Dans l’Odyssée, Homère invoque une Muse, sans doute Calliope, peut-être Érato, pour raconter le retour d'Ulysse à Ithaque après la fin de la guerre de Troie :

« O Muse, conte-moi l'aventure de l'Inventif : celui qui pilla Troie, qui pendant tant d'années erra […] À nous aussi, Fille de Zeus, conte un peu ces exploits ! » (traduction de Philippe Jaccottet).

Mais dans l’Iliade, où il narre un épisode de la guerre de Troie, il invoque une déesse :

« Chante la colère, déesse, du fils de Pélée, Achille, colère funeste, qui causa mille douleurs aux Achéens […] » (traduction d'Eugène Lasserre, qui souligne dans ses notes que si le poète connait le mot « Μοῦσα / Moûsa », il emploie bien ici le mot « déesse »).

À l'origine (selon Pausanias), elles étaient trois : Aédé (le « chant », la « voix »), Mélété (la « méditation ») et Mnémé (la « mémoire »), vénérées dans la région de Béotie sur le Mont Hélicon. Ensemble, elles représentent les prérequis de l'art poétique dans la pratique du culte. Les plus anciennes, seraient filles d'Ouranos et les plus nouvelles étaient filles de Zeus. Une autre généalogie plus rare est qu’elles sont les filles d’Harmonia (la fille d’Aphrodite et d’Ares), ce qui contredit le mythe dans lequel elles dansaient aux noces d’Harmonia et de Cadmus.

À Delphes, elles portent le nom des trois premières cordes d'une lyre : Aiguë (Nété), Médiane (Mésé) et Grave (Hypaté).

Cicéron dans La Nature des dieux en compte quatre : Thelxinoé « qui touche le cœur », Aédé « le chant », Arché « le commencement » et Mélété « la réflexion »[5],[6].

La tradition leur attribuait deux résidences : une sur le mont Parnasse, l'autre sur l'Hélicon.
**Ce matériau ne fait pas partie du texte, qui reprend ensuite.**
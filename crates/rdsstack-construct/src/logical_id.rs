//! Logical ID allocation.
//!
//! Template identifiers are derived from the construct path below the
//! stack. `Default` components are dropped entirely, `Resource` components
//! are dropped from the readable part only. A top-level construct keeps its
//! id (minus non-alphanumerics); deeper constructs get an 8-character hash
//! suffix of the full path so that distinct paths never collide.

use sha2::{Digest, Sha256};

const HIDDEN_ID: &str = "Default";
const HIDDEN_FROM_HUMAN_ID: &str = "Resource";
const HASH_LEN: usize = 8;
const MAX_HUMAN_LEN: usize = 240;
const MAX_ID_LEN: usize = 255;

/// Allocates a logical id for a path below the stack.
#[must_use]
pub fn allocate(components: &[&str]) -> String {
    let components: Vec<&str> = components
        .iter()
        .copied()
        .filter(|c| *c != HIDDEN_ID)
        .collect();

    if let [single] = components.as_slice() {
        let candidate = remove_non_alphanumeric(single);
        if candidate.len() <= MAX_ID_LEN {
            return candidate;
        }
    }

    let hash = path_hash(&components);
    let mut human: String = remove_dupes(&components)
        .into_iter()
        .filter(|c| *c != HIDDEN_FROM_HUMAN_ID)
        .map(remove_non_alphanumeric)
        .collect();
    human.truncate(MAX_HUMAN_LEN);
    human + &hash
}

fn path_hash(components: &[&str]) -> String {
    let digest = Sha256::digest(components.join("/").as_bytes());
    let mut hex = format!("{digest:X}");
    hex.truncate(HASH_LEN);
    hex
}

fn remove_non_alphanumeric(s: &str) -> String {
    s.chars().filter(char::is_ascii_alphanumeric).collect()
}

fn remove_dupes<'a>(components: &[&'a str]) -> Vec<&'a str> {
    let mut out: Vec<&str> = Vec::with_capacity(components.len());
    for c in components {
        if out.last() != Some(c) {
            out.push(*c);
        }
    }
    out
}

#[cfg(test)]
mod tests {
    use super::*;

    #[test]
    fn top_level_ids_are_kept() {
        assert_eq!(allocate(&["AcornRdsCluster-host"]), "AcornRdsClusterhost");
        assert_eq!(allocate(&["host"]), "host");
    }

    #[test]
    fn default_child_is_hidden() {
        assert_eq!(allocate(&["SubnetGroup", "Default"]), "SubnetGroup");
    }

    #[test]
    fn nested_ids_get_a_hash_suffix() {
        let id = allocate(&["SG", "Resource"]);
        assert!(id.starts_with("SG"), "got: {id}");
        assert_eq!(id.len(), "SG".len() + HASH_LEN);
        assert!(id[2..].chars().all(|c| c.is_ascii_hexdigit() && !c.is_ascii_lowercase()));
    }

    #[test]
    fn allocation_is_stable_and_distinct() {
        let a = allocate(&["Cluster", "Secret", "Resource"]);
        let b = allocate(&["Cluster", "Secret", "Resource"]);
        let c = allocate(&["Cluster", "Secret", "Attachment", "Resource"]);
        assert_eq!(a, b);
        assert_ne!(a, c);
    }

    #[test]
    fn consecutive_duplicates_collapse_in_human_part() {
        let id = allocate(&["Cluster", "Cluster"]);
        assert!(id.starts_with("Cluster"));
        assert!(!id.starts_with("ClusterCluster"));
    }
}
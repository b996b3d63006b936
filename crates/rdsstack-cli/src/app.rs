//! Shared app assembly: configuration, context, and stack construction.

use anyhow::Context;
use rdsstack_common::config::{Configuration, InstanceConfig};
use rdsstack_common::types::{Environment, Tags};
use rdsstack_construct::{ContextStore, ConstructTree};
use rdsstack_stacks::Variant;

use crate::commands::AppArgs;

/// Resolves the configuration of `variant`.
///
/// The basic program uses fixed settings unless a file is given
/// explicitly. Any failure is logged and aborts the run before a single
/// construct exists.
///
/// # Errors
///
/// Returns an error if the configuration cannot be loaded.
pub fn resolve_configuration(args: &AppArgs) -> anyhow::Result<Configuration> {
    let result = match (Variant::from(args.variant), args.config.as_deref()) {
        (Variant::Basic, None) => Ok(Configuration::basic_from_env()),
        (Variant::Basic, Some(path)) => {
            InstanceConfig::load_basic(path).map(|i| Configuration::new(Environment::from_env(), i))
        }
        (Variant::ServerlessV2, explicit) => Configuration::resolve(explicit),
    };
    result.map_err(|e| {
        tracing::error!(error = %e, "configuration failed");
        anyhow::Error::new(e)
    })
}

/// Builds the construct tree of the selected stack.
///
/// # Errors
///
/// Returns an error if configuration, context loading, or construction
/// fails.
pub fn build(args: &AppArgs) -> anyhow::Result<ConstructTree> {
    let config = resolve_configuration(args)?;
    let context = ContextStore::load(&args.context)
        .with_context(|| format!("loading context from {}", args.context.display()))?;
    let global_tags: Tags = args.tags.iter().cloned().collect();
    if config.env.is_agnostic() {
        tracing::warn!("account or region unset; VPC lookup will fail");
    }

    tracing::info!(
        variant = ?args.variant,
        environment = %config.env,
        context_entries = context.len(),
        "building app"
    );
    let mut tree = ConstructTree::with_context(context);
    let _ = Variant::from(args.variant)
        .build(&mut tree, &config, &global_tags)
        .context("building stack")?;
    Ok(tree)
}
C'est Platon (dans Ion) vers 401 av. J.-C., puis les néo-platoniciens, qui font des neuf Muses les médiatrices entre le dieu et le poète ou tout créateur intellectuel, d'après la conception de l'art selon laquelle le poète est possédé, transi par le dieu. De l'âge présocratique à l'âge classique, leurs attributs ont évolué.

Nom usuel Racine Domaine
Calliope Καλλιόπη / Kalliópê, « qui a une belle voix » poésie épique
Clio Κλειώ / Kleiố, « qui est célèbre » histoire
Érato Ἐρατώ / Eratố, « l'aimable » poésie lyrique et érotique
Euterpe Εὐτέρπη / Eutérpê, « la toute réjouissante » musique
Melpomène Μελπομένη / Melpoménê, « la chanteuse » tragédie et chant
Polymnie Πολυμνία / Polumnía, « celle qui dit de nombreux hymnes » rhétorique, éloquence
Terpsichore Τερψιχόρη / Terpsikhórê, « la danseuse qui réjouit le cœur» danse
Thalie Θάλεια / Tháleia, « la florissante, l'abondante » comédie
Uranie Οὐρανία / Ouranía, « la céleste » astronomie

Les Muses sont parfois abusivement assimilées aux Piérides, en référence à la Piéride, une région de Thrace dont elles sont originaires[7].

Contrairement à une croyance répandue, il n'y a pas de lien direct entre les Muses de la mythologie grecque et la définition des arts dits traditionnels. Ainsi, le philosophe Hegel, dans son Esthétique, n'en dénombre que cinq : architecture, sculpture, peinture, musique et poésie.

Trois muses sur un bas-relief de Mantinée attribué à l'atelier de Praxitèle
Les Muses, bas-relief du pulpitum du théâtre antique de Sabratha.

Les Muses sont facilement identifiables dans l'art, notamment quand elles sont au nombre de neuf et accompagnées d'Apollon. Cependant, leurs différents attributs permettent aussi de les reconnaître dans des représentations isolées.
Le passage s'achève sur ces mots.